Exercise prompt: In the records below, how many lines hold the string "ConfigError"? Give only the number.

[[ Provided records open ]]

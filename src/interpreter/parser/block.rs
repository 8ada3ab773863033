use std::iter::Peekable;

use crate::{
    ast::Stmt,
    interpreter::{
        lexer::Token,
        parser::{
            core::ParseResult,
            statement::parse_statement,
            utils::{expect, skip_newlines, unexpected},
        },
        tokenizer::SpannedToken,
    },
};

/// Parses the indented block that follows a compound statement header.
///
/// The header's colon is consumed here, followed by the line break and the
/// indentation that opens the block. Statements are then parsed until the
/// matching `Dedent`.
///
/// Grammar: `suite := ":" NEWLINE INDENT block` and
/// `block := statement* DEDENT`
///
/// # Returns
/// The statements of the block, in source order.
///
/// # Errors
/// Returns a `ParseError` if the colon, line break or indentation is missing,
/// if a statement fails to parse, or if input ends before the block closes.
pub(crate) fn parse_block<'a, I>(tokens: &mut Peekable<I>) -> ParseResult<Vec<Stmt>>
    where I: Iterator<Item = &'a SpannedToken> + Clone
{
    expect(tokens, &Token::Colon, "':'")?;
    expect(tokens, &Token::NewLine, "end of line")?;
    expect(tokens, &Token::Indent, "indented block")?;

    let mut statements = Vec::new();

    loop {
        skip_newlines(tokens);
        match tokens.peek() {
            Some(SpannedToken { token: Token::Dedent,
                                .. }) => {
                tokens.next();
                break;
            },
            Some(found @ SpannedToken { token: Token::Eof,
                                        .. }) => return Err(unexpected(found, "dedent")),
            _ => statements.push(parse_statement(tokens)?),
        }
    }

    Ok(statements)
}
use minipy::{
    error::ScopeError,
    interpreter::checker::{SymbolTable, check, check_all},
    parse_source,
};

fn check_src(src: &str) -> Result<(), ScopeError> {
    let program = parse_source(src).unwrap_or_else(|e| panic!("Failed to parse {src:?}: {e}"));
    check(&program)
}

fn undeclared(src: &str) -> Vec<String> {
    let program = parse_source(src).unwrap_or_else(|e| panic!("Failed to parse {src:?}: {e}"));
    check_all(&program).into_iter()
                       .map(|ScopeError::UndeclaredName { name, .. }| name)
                       .collect()
}

#[test]
fn declared_names_pass() {
    assert!(check_src("x = 1\ny = x + 1\nprint(x, y)\n").is_ok());
}

#[test]
fn builtins_are_predeclared() {
    assert!(check_src("print(print)\n").is_ok());
}

#[test]
fn read_before_assignment_is_rejected() {
    assert_eq!(check_src("y = x\nx = 1\n"),
               Err(ScopeError::UndeclaredName { name:   "x".to_string(),
                                                line:   1,
                                                column: 5, }));
}

#[test]
fn assignment_value_is_checked_before_the_name_is_declared() {
    assert_eq!(undeclared("x = x + 1\n"), ["x"]);
}

#[test]
fn parameters_are_visible_in_the_body_only() {
    assert!(check_src("def f(a):\n    return a\n").is_ok());
    assert_eq!(undeclared("def f(a):\n    b = a\nprint(a, b)\n"), ["a", "b"]);
}

#[test]
fn function_bodies_see_enclosing_names() {
    assert!(check_src("x = 1\ndef f():\n    return x\n").is_ok());
}

#[test]
fn function_name_is_visible_to_its_body() {
    assert!(check_src("def loop(n):\n    return loop\n").is_ok());
}

#[test]
fn if_and_while_bodies_share_the_enclosing_scope() {
    assert!(check_src("if 1:\n    x = 1\nprint(x)\n").is_ok());
    assert!(check_src("while 0:\n    y = 2\nprint(y)\n").is_ok());
}

#[test]
fn named_callees_may_be_defined_later() {
    let src = "def a():\n    return b()\ndef b():\n    return 1\nprint(a())\n";
    assert!(check_src(src).is_ok());
    assert!(check_src("later()\n").is_ok());
}

#[test]
fn call_arguments_are_checked() {
    assert_eq!(undeclared("print(missing)\n"), ["missing"]);
}

#[test]
fn every_undeclared_read_is_collected_in_source_order() {
    assert_eq!(undeclared("print(a)\nif b:\n    print(c)\n"), ["a", "b", "c"]);
}

#[test]
fn symbol_table_never_closes_the_program_scope() {
    let mut table = SymbolTable::new();
    assert_eq!(table.depth(), 1);

    table.enter();
    table.enter();
    table.insert("inner");
    assert_eq!(table.depth(), 3);

    table.exit();
    assert_eq!(table.depth(), 2);
    assert!(!table.lookup("inner"));

    table.exit();
    table.exit();
    assert_eq!(table.depth(), 1);
    assert!(table.lookup("print"));
}
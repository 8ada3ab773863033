use std::io::Write;

use crate::{
    error::RuntimeError,
    interpreter::{evaluator::core::EvalResult, value::core::Value},
};

/// Writes the arguments, separated by single spaces and followed by a
/// newline, to `out`.
///
/// Accepts any number of arguments; with none it writes an empty line.
///
/// # Returns
/// Always `Value::None`.
///
/// # Example
/// ```
/// use minipy::interpreter::{evaluator::function::print::print, value::core::Value};
///
/// let mut out = Vec::new();
/// let result = print(&[Value::Int(42), Value::from("apples")], &mut out, 1).unwrap();
///
/// assert_eq!(result, Value::None);
/// assert_eq!(String::from_utf8(out).unwrap(), "42 apples\n");
/// ```
pub fn print(args: &[Value], out: &mut dyn Write, line: usize) -> EvalResult<Value> {
    let text = args.iter()
                   .map(ToString::to_string)
                   .collect::<Vec<_>>()
                   .join(" ");

    writeln!(out, "{text}").map_err(|e| RuntimeError::Output { details: e.to_string(),
                                                               line })?;
    Ok(Value::None)
}
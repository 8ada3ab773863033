use std::{collections::VecDeque, iter::FusedIterator};

use logos::Logos;

use crate::{
    ast::Position,
    error::LexError,
    interpreter::lexer::{LexerExtras, Token},
};

/// Width a tab advances the indentation to (the next multiple of this).
pub const TAB_WIDTH: usize = 8;

/// A token together with the position of its first character.
#[derive(Debug, Clone, PartialEq)]
pub struct SpannedToken {
    /// The token.
    pub token: Token,
    /// Where the token starts.
    pub pos:   Position,
}

/// Lazily turns source text into the token stream consumed by the parser.
///
/// Wraps the raw logos lexer with a layout pass that produces logical
/// `NewLine` tokens and synthesizes `Indent`/`Dedent` from leading
/// whitespace. Blank and comment-only lines produce nothing, and line breaks
/// inside parentheses are ignored. The stream always ends with any pending
/// dedents followed by a single `Eof`. After the first error the iterator is
/// exhausted.
pub struct Tokenizer<'src> {
    source:      &'src str,
    lexer:       logos::Lexer<'src, Token>,
    indents:     Vec<usize>,
    pending:     VecDeque<SpannedToken>,
    paren_depth: usize,
    line_open:   bool,
    finished:    bool,
}

/// Starts tokenizing `source`.
///
/// # Example
/// ```
/// use minipy::interpreter::{lexer::Token, tokenizer::tokenize};
///
/// let tokens = tokenize("x = 1\n").map(|t| t.map(|t| t.token))
///                                 .collect::<Result<Vec<_>, _>>()
///                                 .unwrap();
///
/// assert_eq!(tokens,
///            vec![Token::Name("x".into()),
///                 Token::Equals,
///                 Token::Number("1".into()),
///                 Token::NewLine,
///                 Token::Eof]);
/// ```
#[must_use]
pub fn tokenize(source: &str) -> Tokenizer<'_> {
    Tokenizer { source,
                lexer: Token::lexer_with_extras(source, LexerExtras::default()),
                indents: vec![0],
                pending: VecDeque::new(),
                paren_depth: 0,
                line_open: false,
                finished: false }
}

impl Tokenizer<'_> {
    /// Position of the raw token the lexer just produced.
    fn token_position(&self) -> Position {
        let LexerExtras { line, line_start } = self.lexer.extras;
        let start = self.lexer.span().start;
        Position::new(line, self.source[line_start..start].chars().count() + 1)
    }

    /// Position just past the last character of the source.
    fn end_position(&self) -> Position {
        let LexerExtras { line, line_start } = self.lexer.extras;
        Position::new(line, self.source[line_start..].chars().count() + 1)
    }

    /// Records that the lexer just consumed a line break.
    fn start_new_line(&mut self) {
        self.lexer.extras.line += 1;
        self.lexer.extras.line_start = self.lexer.span().end;
    }

    /// Compares the indentation of the line starting at the current token
    /// with the indent stack and queues the resulting `Indent`/`Dedent`s.
    fn layout(&mut self, pos: Position) -> Result<(), LexError> {
        let prefix = &self.source[self.lexer.extras.line_start..self.lexer.span().start];
        let width = indentation_width(prefix);
        let current = self.indents.last().copied().unwrap_or(0);

        if width > current {
            self.indents.push(width);
            self.pending.push_back(SpannedToken { token: Token::Indent,
                                                  pos });
        } else if width < current {
            while let Some(&top) = self.indents.last()
                  && top > width
            {
                self.indents.pop();
                self.pending.push_back(SpannedToken { token: Token::Dedent,
                                                      pos });
            }
            if self.indents.last() != Some(&width) {
                return Err(LexError::InconsistentDedent { line:   pos.line,
                                                          column: pos.column, });
            }
        }

        Ok(())
    }

    /// Queues the tokens that close the input: the last `NewLine`, one
    /// `Dedent` per open block and `Eof`.
    fn finish(&mut self) {
        let pos = self.end_position();
        if self.line_open {
            self.line_open = false;
            self.pending.push_back(SpannedToken { token: Token::NewLine,
                                                  pos });
        }
        while self.indents.len() > 1 {
            self.indents.pop();
            self.pending.push_back(SpannedToken { token: Token::Dedent,
                                                  pos });
        }
        self.pending.push_back(SpannedToken { token: Token::Eof,
                                              pos });
        self.finished = true;
    }

    /// Classifies the slice the raw lexer failed on.
    fn lex_error(&self, pos: Position) -> LexError {
        let slice = self.lexer.slice();
        match slice.chars().next() {
            Some('"' | '\'') => LexError::UnterminatedString { line:   pos.line,
                                                                column: pos.column, },
            character => LexError::UnrecognizedCharacter { character: character.unwrap_or('\0'),
                                                            line:      pos.line,
                                                            column:    pos.column, },
        }
    }

    fn fail(&mut self, error: LexError) -> Option<Result<SpannedToken, LexError>> {
        self.finished = true;
        self.pending.clear();
        Some(Err(error))
    }
}

impl Iterator for Tokenizer<'_> {
    type Item = Result<SpannedToken, LexError>;

    fn next(&mut self) -> Option<Self::Item> {
        loop {
            if let Some(token) = self.pending.pop_front() {
                return Some(Ok(token));
            }
            if self.finished {
                return None;
            }

            let Some(raw) = self.lexer.next() else {
                self.finish();
                continue;
            };
            let pos = self.token_position();

            match raw {
                Err(()) => {
                    let error = self.lex_error(pos);
                    return self.fail(error);
                },
                Ok(Token::NewLine) => {
                    self.start_new_line();
                    if self.line_open && self.paren_depth == 0 {
                        self.line_open = false;
                        return Some(Ok(SpannedToken { token: Token::NewLine,
                                                      pos }));
                    }
                },
                Ok(token) => {
                    if !self.line_open {
                        self.line_open = true;
                        if let Err(error) = self.layout(pos) {
                            return self.fail(error);
                        }
                    }
                    match token {
                        Token::LParen => self.paren_depth += 1,
                        Token::RParen => self.paren_depth = self.paren_depth.saturating_sub(1),
                        _ => {},
                    }
                    self.pending.push_back(SpannedToken { token, pos });
                },
            }
        }
    }
}

impl FusedIterator for Tokenizer<'_> {}

/// Computes the indentation width of a line's leading whitespace.
///
/// Spaces count one column, a tab advances to the next multiple of
/// [`TAB_WIDTH`] and a form feed resets the width.
///
/// # Example
/// ```
/// use minipy::interpreter::tokenizer::indentation_width;
///
/// assert_eq!(indentation_width("    "), 4);
/// assert_eq!(indentation_width("  \t"), 8);
/// ```
#[must_use]
pub fn indentation_width(prefix: &str) -> usize {
    prefix.chars().fold(0, |width, c| match c {
                      ' ' => width + 1,
                      '\t' => (width / TAB_WIDTH + 1) * TAB_WIDTH,
                      '\u{c}' => 0,
                      _ => width,
                  })
}

/// Tokenizes the entire source, stopping at the first lexical error.
///
/// # Errors
/// Returns the first [`LexError`] encountered.
pub fn tokenize_all(source: &str) -> Result<Vec<SpannedToken>, LexError> {
    tokenize(source).collect()
}
/// Convert an evaluation result back to JSON
fn dynamic_to_value(result: Dynamic) -> Value {
    if result.is_unit() {
        return Value::Null;
    }
    if result.is::<ExprTime>() {
        return Value::String(result.cast::<ExprTime>().to_string());
    }
    if result.is_string() {
        return Value::String(result.to_string());
    }
    match rhai::serde::from_dynamic::<Value>(&result) {
        Ok(value) => value,
        Err(_) => Value::String(result.to_string()),
    }
}

impl Expander for ExpressionExpander {
    fn mode(&self) -> ExpandMode {
        ExpandMode::Expression
    }

    fn compile(&self, template: &Template) -> Result<(), TemplateError> {
        self.compiled(template).map(|_| ())
    }

    fn scope<'a>(&'a self, event: EventView<'a>) -> Result<Box<dyn EventScope + 'a>, TemplateError> {
        let mut scope = Scope::new();

        let parts: Array = event
            .parts
            .iter()
            .map(|part| Dynamic::from(part.to_string()))
            .collect();
        scope.push_constant("tag", event.tag.to_string());
        scope.push_constant("tags", parts.clone());
        scope.push_constant("tag_parts", parts);
        scope.push_constant("time", expr_time(event.time)?);
        scope.push_constant("hostname", self.hostname.clone());

        // pushed last: later entries shadow earlier ones on lookup
        for (key, value) in event.record {
            if !is_identifier(key) {
                tracing::trace!(field = %key, tag = %event.tag, "Field name is not bindable");
                continue;
            }
            let dynamic =
                rhai::serde::to_dynamic(value).map_err(|e| TemplateError::Evaluation {
                    template: format!("${{{}}}", key),
                    message: e.to_string(),
                })?;
            scope.push_constant_dynamic(key.as_str(), dynamic);
        }

        Ok(Box::new(ExpressionScope {
            expander: self,
            scope,
        }))
    }
}

fn expr_time(time: EventTime) -> Result<ExprTime, TemplateError> {
    time.to_datetime()
        .map(ExprTime)
        .ok_or_else(|| TemplateError::Evaluation {
            template: "${time}".to_string(),
            message: format!("event time {} is out of range", time),
        })
}
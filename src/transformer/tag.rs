//! Tag splitting
//!
//! A tag is a `.` delimited routing label such as `app.web.access`.
//! Its segments are addressable by forward index (`0` is the leftmost)
//! and by negative index (`-1` is the rightmost).

/// Delimiter between tag segments
pub const TAG_DELIMITER: char = '.';

/// Ordered segments of a single tag
///
/// Borrows from the tag it was split from and lives only as long as the
/// event being processed.
#[derive(Debug, Clone, PartialEq, Eq, Default)]
pub struct TagParts<'a> {
    parts: Vec<&'a str>,
}

impl<'a> TagParts<'a> {
    /// Split a tag strictly on `.`
    ///
    /// An empty tag yields a single empty segment, and consecutive
    /// delimiters yield empty segments in between.
    pub fn split(tag: &'a str) -> Self {
        Self {
            parts: tag.split(TAG_DELIMITER).collect(),
        }
    }

    /// Number of segments
    pub fn len(&self) -> usize {
        self.parts.len()
    }

    /// Check if there are no segments
    pub fn is_empty(&self) -> bool {
        self.parts.is_empty()
    }

    /// Get a segment by signed index
    ///
    /// Non-negative indices count from the left, negative indices from the
    /// right (`-1` is the last segment). Out-of-range indices yield `None`.
    pub fn get(&self, index: i64) -> Option<&'a str> {
        let len = self.parts.len() as i64;
        let resolved = if index < 0 { len + index } else { index };
        if (0..len).contains(&resolved) {
            self.parts.get(resolved as usize).copied()
        } else {
            None
        }
    }

    /// Iterate over `(forward_index, negative_index, segment)` triples
    pub fn indexed(&self) -> impl Iterator<Item = (i64, i64, &'a str)> + '_ {
        let len = self.parts.len() as i64;
        self.parts
            .iter()
            .enumerate()
            .map(move |(i, part)| (i as i64, i as i64 - len, *part))
    }

    /// Iterate over the segments in order
    pub fn iter(&self) -> impl Iterator<Item = &'a str> + '_ {
        self.parts.iter().copied()
    }

    /// Segments as a slice
    pub fn as_slice(&self) -> &[&'a str] {
        &self.parts
    }
}

/// Split a tag into its segments
pub fn split_tag(tag: &str) -> TagParts<'_> {
    TagParts::split(tag)
}
//! Internal observability metrics for record-reformer
//!
//! Counters describing what the pipeline did with the events it received.
//!
//! # Metrics
//!
//! - `events_received` - events handed to the pipeline
//! - `events_emitted` - events passed on to the sink
//! - `events_dropped` - events dropped because a template failed
//! - `unknown_placeholders` - placeholder lookups that found nothing
//! - `invalid_input` - input lines that could not be decoded into events

use std::sync::atomic::{AtomicU64, Ordering};

use serde::Serialize;

/// Thread-safe counter using atomic operations
#[derive(Debug, Default)]
pub struct Counter {
    value: AtomicU64,
}

impl Counter {
    /// Create a new counter initialized to 0
    pub fn new() -> Self {
        Self {
            value: AtomicU64::new(0),
        }
    }

    /// Increment the counter by 1
    pub fn inc(&self) {
        self.value.fetch_add(1, Ordering::Relaxed);
    }

    /// Get the current value
    pub fn get(&self) -> u64 {
        self.value.load(Ordering::Relaxed)
    }
}

/// Counters for one pipeline instance
#[derive(Debug, Default)]
pub struct PipelineMetrics {
    pub events_received: Counter,
    pub events_emitted: Counter,
    pub events_dropped: Counter,
    pub unknown_placeholders: Counter,
    pub invalid_input: Counter,
}

impl PipelineMetrics {
    /// Create a new set of counters
    pub fn new() -> Self {
        Self::default()
    }

    /// Point-in-time copy of every counter
    pub fn snapshot(&self) -> MetricsSnapshot {
        MetricsSnapshot {
            events_received: self.events_received.get(),
            events_emitted: self.events_emitted.get(),
            events_dropped: self.events_dropped.get(),
            unknown_placeholders: self.unknown_placeholders.get(),
            invalid_input: self.invalid_input.get(),
        }
    }
}

/// Plain copy of [`PipelineMetrics`]
#[derive(Debug, Clone, Copy, Default, PartialEq, Eq, Serialize)]
pub struct MetricsSnapshot {
    pub events_received: u64,
    pub events_emitted: u64,
    pub events_dropped: u64,
    pub unknown_placeholders: u64,
    pub invalid_input: u64,
}

impl std::fmt::Display for MetricsSnapshot {
    fn fmt(&self, f: &mut std::fmt::Formatter<'_>) -> std::fmt::Result {
        write!(
            f,
            "received={} emitted={} dropped={} unknown_placeholders={} invalid_input={}",
            self.events_received,
            self.events_emitted,
            self.events_dropped,
            self.unknown_placeholders,
            self.invalid_input
        )
    }
}
//! Configuration management for record-reformer
//!
//! Handles loading and validating configuration from YAML files.
//!
//! Besides the reserved settings, every top-level key is a field template.
//! Entries under the `record` block are applied after them and win on
//! collision:
//!
//! ```yaml
//! output_tag: "reformed.${tag}"
//! remove_keys: "password,secret"
//! renew_record: false
//! enable_expression_mode: false
//! message: "${hostname} ${tag_parts[-1]} ${message}"
//! record:
//!   host: "${hostname}"
//! ```

use std::path::Path;

use serde::{Deserialize, Serialize};
use serde_yaml::{Mapping, Value as YamlValue};
use thiserror::Error;

use crate::transformer::{ExpandMode, FieldMap, RemoveKeys};

/// Configuration errors
#[derive(Error, Debug)]
pub enum ConfigError {
    /// Error reading the configuration file
    #[error("Failed to read config file: {0}")]
    ReadError(#[from] std::io::Error),

    /// Error parsing the configuration file
    #[error("Failed to parse config file: {0}")]
    ParseError(#[from] serde_yaml::Error),

    /// Configuration validation error
    #[error("Invalid configuration: {0}")]
    ValidationError(String),
}

/// Main configuration structure
#[derive(Debug, Clone, Default, Serialize, Deserialize)]
pub struct Config {
    /// Plugin type marker, accepted and ignored
    #[serde(rename = "type", default, skip_serializing_if = "Option::is_none")]
    pub plugin_type: Option<String>,

    /// Template of the outgoing tag (required)
    #[serde(default)]
    pub output_tag: String,

    /// Comma-separated keys deleted from every outgoing record
    #[serde(default)]
    pub remove_keys: Option<String>,

    /// Build outgoing records from empty instead of copying the input
    #[serde(default)]
    pub renew_record: bool,

    /// Evaluate `${...}` holes as expressions instead of placeholder lookups
    #[serde(default = "default_expression_mode", alias = "enable_ruby")]
    pub enable_expression_mode: bool,

    /// Keep the value type when a template is a single placeholder
    #[serde(default = "default_auto_typecast")]
    pub auto_typecast: bool,

    /// Hostname override; resolved by the caller when absent
    #[serde(default, skip_serializing_if = "Option::is_none")]
    pub hostname: Option<String>,

    /// Nested `record` block of field templates
    #[serde(default)]
    pub record: Mapping,

    /// Flat field templates (every other top-level key)
    #[serde(flatten)]
    pub fields: Mapping,
}

fn default_expression_mode() -> bool {
    true
}

fn default_auto_typecast() -> bool {
    true
}

impl Config {
    /// Load configuration from a YAML file
    ///
    /// # Arguments
    /// * `path` - Path to the configuration file
    ///
    /// # Errors
    /// Returns an error if the file cannot be read, parsed or validated
    pub fn load<P: AsRef<Path>>(path: P) -> Result<Self, ConfigError> {
        let contents = std::fs::read_to_string(path.as_ref())?;
        Self::from_yaml_str(&contents)
    }

    /// Parse and validate configuration from YAML text
    pub fn from_yaml_str(contents: &str) -> Result<Self, ConfigError> {
        let config: Config = serde_yaml::from_str(contents)?;
        config.validate()?;
        Ok(config)
    }

    /// Selected expansion mode
    pub fn expand_mode(&self) -> ExpandMode {
        if self.enable_expression_mode {
            ExpandMode::Expression
        } else {
            ExpandMode::Placeholder
        }
    }

    /// Build the field map: flat entries first, then the `record` block
    ///
    /// # Errors
    /// Returns an error if a key is not text or a template is not a scalar
    pub fn field_map(&self) -> Result<FieldMap, ConfigError> {
        let mut map = FieldMap::new();
        for (key, value) in self.fields.iter().chain(self.record.iter()) {
            let key = key.as_str().ok_or_else(|| {
                ConfigError::ValidationError(format!("Field key must be a string: {:?}", key))
            })?;
            map.insert(key, template_text(key, value)?);
        }
        Ok(map)
    }

    /// Parsed remove keys, if configured
    pub fn remove_keys(&self) -> Option<RemoveKeys> {
        self.remove_keys.as_deref().map(RemoveKeys::parse)
    }

    /// Validate the configuration
    fn validate(&self) -> Result<(), ConfigError> {
        if self.output_tag.trim().is_empty() {
            return Err(ConfigError::ValidationError(
                "output_tag is required".to_string(),
            ));
        }

        if let Some(keys) = self.remove_keys() {
            if keys.keys().iter().any(|k| k.is_empty()) {
                return Err(ConfigError::ValidationError(format!(
                    "remove_keys contains an empty key: '{}'",
                    self.remove_keys.as_deref().unwrap_or_default()
                )));
            }
        }

        self.field_map()?;

        Ok(())
    }
}

/// Template text of a configured field value
fn template_text(key: &str, value: &YamlValue) -> Result<String, ConfigError> {
    match value {
        YamlValue::String(s) => Ok(s.clone()),
        YamlValue::Number(n) => Ok(n.to_string()),
        YamlValue::Bool(b) => Ok(b.to_string()),
        YamlValue::Null => Ok(String::new()),
        _ => Err(ConfigError::ValidationError(format!(
            "Template for field '{}' must be a scalar value",
            key
        ))),
    }
}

[[ Provided records closed ]]

Output of the task: 10